Peperomia gedehana

Scientific classification
- Kingdom: Plantae
- Clade: Tracheophytes
- Clade: Angiosperms
- Clade: Magnoliids
- Order: Piperales
- Family: Piperaceae
- Genus: Peperomia
- Species: P. gedehana
- Binomial name: Peperomia gedehana C. DC.

= Peperomia gedehana =

- Genus: Peperomia
- Species: gedehana
- Authority: C. DC.

Species of epiphyte

Peperomia gedehana is a species of epiphyte in the genus Peperomia that is native to Java. It grows on wet tropical biomes. Its conservation status is Threatened.

==Description==
The type specimen were collected in the primeval forest of Mount Gedeh, on decaying wood and tree roots.

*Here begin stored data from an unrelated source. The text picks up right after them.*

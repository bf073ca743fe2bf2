pub mod form;
pub mod health;

use axum::{
    extract::DefaultBodyLimit,
    routing::{get, post},
    Router,
};

use crate::analysis::handlers;
use crate::state::AppState;

pub fn build_router(state: AppState) -> Router {
    let max_upload_bytes = state.config.max_upload_bytes;

    Router::new()
        .route("/", get(form::upload_form_handler))
        .route("/health", get(health::health_handler))
        .route("/analyze", post(handlers::handle_analyze))
        .layer(DefaultBodyLimit::max(max_upload_bytes))
        .with_state(state)
}
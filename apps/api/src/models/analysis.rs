use bytes::Bytes;
use serde::{Deserialize, Serialize};

/// A résumé file as received in the multipart upload.
#[derive(Debug, Clone)]
pub struct UploadedResume {
    pub filename: String,
    pub bytes: Bytes,
}

/// One `/analyze` call: a job description scored against each résumé in order.
#[derive(Debug, Clone)]
pub struct AnalysisRequest {
    pub job_description: String,
    pub resumes: Vec<UploadedResume>,
}

/// A résumé moving through the pipeline. Discarded once scored.
#[derive(Debug, Clone)]
pub struct Document {
    pub filename: String,
    pub raw_text: String,
    pub cleaned_text: String,
}

/// Match score for a single résumé, as a percentage in `[0, 100]`.
#[derive(Debug, Clone, PartialEq, Serialize, Deserialize)]
pub struct ScoreResult {
    pub filename: String,
    pub match_score: f64,
}
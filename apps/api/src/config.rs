use anyhow::{Context, Result};

const DEFAULT_HOST: &str = "0.0.0.0";
const DEFAULT_PORT: u16 = 8080;
const DEFAULT_MAX_UPLOAD_BYTES: usize = 25 * 1024 * 1024;

/// Application configuration loaded from environment variables.
/// Every variable is optional; malformed values fail startup.
#[derive(Debug, Clone)]
pub struct Config {
    pub host: String,
    pub port: u16,
    pub rust_log: String,
    /// Upper bound on the whole multipart body of a single `/analyze` request.
    pub max_upload_bytes: usize,
}

impl Config {
    pub fn from_env() -> Result<Self> {
        dotenvy::dotenv().ok(); // load .env if present; ignore if missing

        Self::from_lookup(|key| std::env::var(key).ok())
    }

    pub fn from_lookup<F>(lookup: F) -> Result<Self>
    where
        F: Fn(&str) -> Option<String>,
    {
        Ok(Config {
            host: lookup("HOST").unwrap_or_else(|| DEFAULT_HOST.to_string()),
            port: match lookup("PORT") {
                Some(raw) => raw
                    .parse::<u16>()
                    .context("PORT must be a valid port number")?,
                None => DEFAULT_PORT,
            },
            rust_log: lookup("RUST_LOG").unwrap_or_else(|| "info".to_string()),
            max_upload_bytes: match lookup("MAX_UPLOAD_BYTES") {
                Some(raw) => raw
                    .parse::<usize>()
                    .context("MAX_UPLOAD_BYTES must be a byte count")?,
                None => DEFAULT_MAX_UPLOAD_BYTES,
            },
        })
    }

    pub fn bind_address(&self) -> String {
        format!("{}:{}", self.host, self.port)
    }
}

impl Default for Config {
    fn default() -> Self {
        Config {
            host: DEFAULT_HOST.to_string(),
            port: DEFAULT_PORT,
            rust_log: "info".to_string(),
            max_upload_bytes: DEFAULT_MAX_UPLOAD_BYTES,
        }
    }
}
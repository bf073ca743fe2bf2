mod analysis;
mod config;
mod errors;
mod models;
mod routes;
mod state;

#[cfg(test)]
mod testing;

use anyhow::{Context, Result};
use tower_http::{cors::CorsLayer, trace::TraceLayer};
use tracing::info;
use tracing_subscriber::{layer::SubscriberExt, util::SubscriberInitExt, EnvFilter};

use crate::config::Config;
use crate::routes::build_router;
use crate::state::AppState;

#[tokio::main]
async fn main() -> Result<()> {
    // Load configuration first (fails on malformed env vars)
    let config = Config::from_env()?;

    // Initialize structured logging
    tracing_subscriber::registry()
        .with(EnvFilter::try_from_default_env().unwrap_or_else(|_| {
            EnvFilter::new(format!(
                "{}={},tower_http={}",
                env!("CARGO_CRATE_NAME"),
                &config.rust_log,
                &config.rust_log
            ))
        }))
        .with(tracing_subscriber::fmt::layer())
        .init();

    info!("Starting Resume Match API v{}", env!("CARGO_PKG_VERSION"));

    // Stemmer, stop words and lemma tables are built once and shared
    let state = AppState::new(config.clone());
    info!(
        "Language resources loaded (scorer: {})",
        state.scorer.name()
    );
    info!("Upload limit: {} bytes", config.max_upload_bytes);

    let app = build_router(state)
        .layer(TraceLayer::new_for_http())
        .layer(CorsLayer::permissive());

    let addr = config.bind_address();
    let listener = tokio::net::TcpListener::bind(&addr)
        .await
        .with_context(|| format!("Failed to bind {addr}"))?;
    info!("Listening on {addr}");

    axum::serve(listener, app).await?;

    Ok(())
}
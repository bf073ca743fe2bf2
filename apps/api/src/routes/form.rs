use axum::response::Html;

const UPLOAD_FORM: &str = r#"<!DOCTYPE html>
<html lang="en">
<head>
  <meta charset="utf-8">
  <title>Resume Match</title>
</head>
<body>
  <h1>Resume Match</h1>
  <form action="/analyze" method="post" enctype="multipart/form-data">
    <p>
      <label for="job_description">Job description</label><br>
      <textarea id="job_description" name="job_description" rows="10" cols="80" required></textarea>
    </p>
    <p>
      <label for="resumes">Resumes (PDF)</label><br>
      <input id="resumes" type="file" name="resumes" accept="application/pdf" multiple required>
    </p>
    <button type="submit">Analyze</button>
  </form>
</body>
</html>
"#;

/// GET /
/// Plain HTML form that posts to `/analyze`.
pub async fn upload_form_handler() -> Html<&'static str> {
    Html(UPLOAD_FORM)
}
//! Axum route handler for the Analysis API.

use axum::extract::multipart::{Multipart, MultipartRejection};
use axum::extract::State;
use axum::Json;
use serde::Serialize;
use tracing::info;

use crate::analysis::pipeline::run_analysis;
use crate::errors::AppError;
use crate::models::analysis::{AnalysisRequest, ScoreResult, UploadedResume};
use crate::state::AppState;

pub const RESUMES_FIELD: &str = "resumes";
pub const JOB_DESCRIPTION_FIELD: &str = "job_description";
const SUCCESS_MESSAGE: &str = "Resumes analyzed successfully.";

#[derive(Debug, Serialize)]
pub struct AnalyzeResponse {
    pub message: String,
    pub results: Vec<ScoreResult>,
}

/// POST /analyze
///
/// Multipart form: one or more `resumes` PDF parts plus a `job_description`
/// text part. Every failure is reported as a 500 with an `error` string.
#[tracing::instrument(skip_all, fields(request_id = %uuid::Uuid::new_v4()))]
pub async fn handle_analyze(
    State(state): State<AppState>,
    multipart: Result<Multipart, MultipartRejection>,
) -> Result<Json<AnalyzeResponse>, AppError> {
    let multipart = multipart.map_err(|e| AppError::MalformedUpload(e.body_text()))?;
    let request = read_analysis_request(multipart).await?;

    info!(
        resumes = request.resumes.len(),
        "Received analysis request"
    );

    let normalizer = state.normalizer.clone();
    let scorer = state.scorer.clone();
    let results = tokio::task::spawn_blocking(move || {
        run_analysis(&request, &normalizer, scorer.as_ref())
    })
    .await
    .map_err(|e| AppError::Internal(anyhow::anyhow!("spawn_blocking failed in analysis: {e}")))??;

    Ok(Json(AnalyzeResponse {
        message: SUCCESS_MESSAGE.to_string(),
        results,
    }))
}

/// Collects the form fields. Unknown fields are ignored; a repeated
/// `job_description` keeps its first value.
async fn read_analysis_request(mut multipart: Multipart) -> Result<AnalysisRequest, AppError> {
    let mut job_description: Option<String> = None;
    let mut resumes = Vec::new();

    while let Some(field) = multipart
        .next_field()
        .await
        .map_err(|e| AppError::MalformedUpload(e.body_text()))?
    {
        let name = field.name().unwrap_or_default().to_string();
        match name.as_str() {
            RESUMES_FIELD => {
                let filename = field.file_name().unwrap_or_default().to_string();
                let bytes = field
                    .bytes()
                    .await
                    .map_err(|e| AppError::MalformedUpload(e.body_text()))?;
                resumes.push(UploadedResume { filename, bytes });
            }
            JOB_DESCRIPTION_FIELD if job_description.is_none() => {
                let text = field
                    .text()
                    .await
                    .map_err(|e| AppError::MalformedUpload(e.body_text()))?;
                job_description = Some(text);
            }
            _ => {}
        }
    }

    let job_description = job_description
        .filter(|jd| !jd.trim().is_empty())
        .ok_or(AppError::MissingField(JOB_DESCRIPTION_FIELD))?;

    Ok(AnalysisRequest {
        job_description,
        resumes,
    })
}
//! Normalizer — reduces free text to a space-joined sequence of lemmas with
//! stop words removed.
//!
//! Pipeline: NFKD accent folding → lowercase → UAX #29 word segmentation →
//! contraction splitting → stop-word filter → lemma lookup / Snowball stem.

use std::collections::{HashMap, HashSet};

use rust_stemmers::{Algorithm, Stemmer};
use unicode_normalization::UnicodeNormalization;
use unicode_segmentation::UnicodeSegmentation;

use crate::analysis::stop_words::{ENGLISH_STOP_WORDS, IRREGULAR_LEMMAS};

/// English text normalizer. Built once at startup and shared read-only.
pub struct Normalizer {
    stemmer: Stemmer,
    stop_words: HashSet<&'static str>,
    irregular: HashMap<&'static str, &'static str>,
}

impl Normalizer {
    pub fn english() -> Self {
        Self {
            stemmer: Stemmer::create(Algorithm::English),
            stop_words: ENGLISH_STOP_WORDS.iter().copied().collect(),
            irregular: IRREGULAR_LEMMAS.iter().copied().collect(),
        }
    }

    /// Returns the lemmas of all non-stop-word tokens joined by single spaces.
    pub fn normalize(&self, text: &str) -> String {
        self.tokens(text)
            .into_iter()
            .filter(|token| !self.is_stop_word(token))
            .map(|token| self.lemma(&token))
            .collect::<Vec<_>>()
            .join(" ")
    }

    pub fn is_stop_word(&self, token: &str) -> bool {
        self.stop_words.contains(token)
    }

    /// Dictionary base form of a lowercase token.
    pub fn lemma(&self, token: &str) -> String {
        let base = self.irregular.get(token).copied().unwrap_or(token);
        self.stemmer.stem(base).into_owned()
    }

    /// Lowercased, accent-folded word tokens in document order.
    pub(crate) fn tokens(&self, text: &str) -> Vec<String> {
        let folded: String = text
            .nfkd()
            .filter(|c| !unicode_normalization::char::is_combining_mark(*c))
            .map(|c| match c {
                '\u{2018}' | '\u{2019}' => '\'',
                _ => c,
            })
            .collect::<String>()
            .to_lowercase();

        let mut tokens = Vec::new();
        for word in folded.unicode_words() {
            match split_contraction(word) {
                Some((head, clitic)) => {
                    if !head.is_empty() {
                        tokens.push(head.to_string());
                    }
                    tokens.push(clitic);
                }
                None => tokens.push(word.to_string()),
            }
        }
        tokens
    }
}

/// "don't" → ("do", "n't"), "it's" → ("it", "'s").
fn split_contraction(word: &str) -> Option<(&str, String)> {
    let idx = word.rfind('\'')?;
    let (head, tail) = (&word[..idx], &word[idx + 1..]);
    if tail.is_empty() {
        return None;
    }
    if tail == "t" && head.ends_with('n') && head.len() > 1 {
        return Some((&head[..head.len() - 1], "n't".to_string()));
    }
    Some((head, format!("'{tail}")))
}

Peperomia gedehana has a glabrous stem that roots below, nearly 2 mm thick, leathery when dry, branched above with branchlets nearly 1 mm thick. The leaves are alternate with short glabrous petioles up to 3 mm long; the blade is ovate-lanceolate, acute at the base, subacute at the apex, somewhat rigid when dry, up to 2 cm long and 7 mm wide, 3-nerved. The peduncles are glabrous, axillary, equaling the petioles. The spikes nearly equal or slightly exceed the leaf blades, 1.5–2.8 cm long and 1 mm thick when bearing fruit. The bract has a pelt nearly 0.35 mm in diameter. The ovary is obovate, bearing a stigma just below the apex; the stigma is glabrous. The berry is ovate, sprinkled with whitish glands, slightly over 0.5 mm long, brownish when dry.

==Taxonomy and naming==
It was described in 1920 by Casimir de Candolle in the Annuaire du Conservatoire et du Jardin botaniques de Genève, from specimens collected by Hugo Dihm. It was named for Mount Gedeh in Java, where the type specimen was collected.

==Distribution and habitat==
It is native to Java. It grows as a epiphyte and is a herb. It grows on wet tropical biomes.

==Conservation==
This species is assessed as Threatened, in a preliminary report.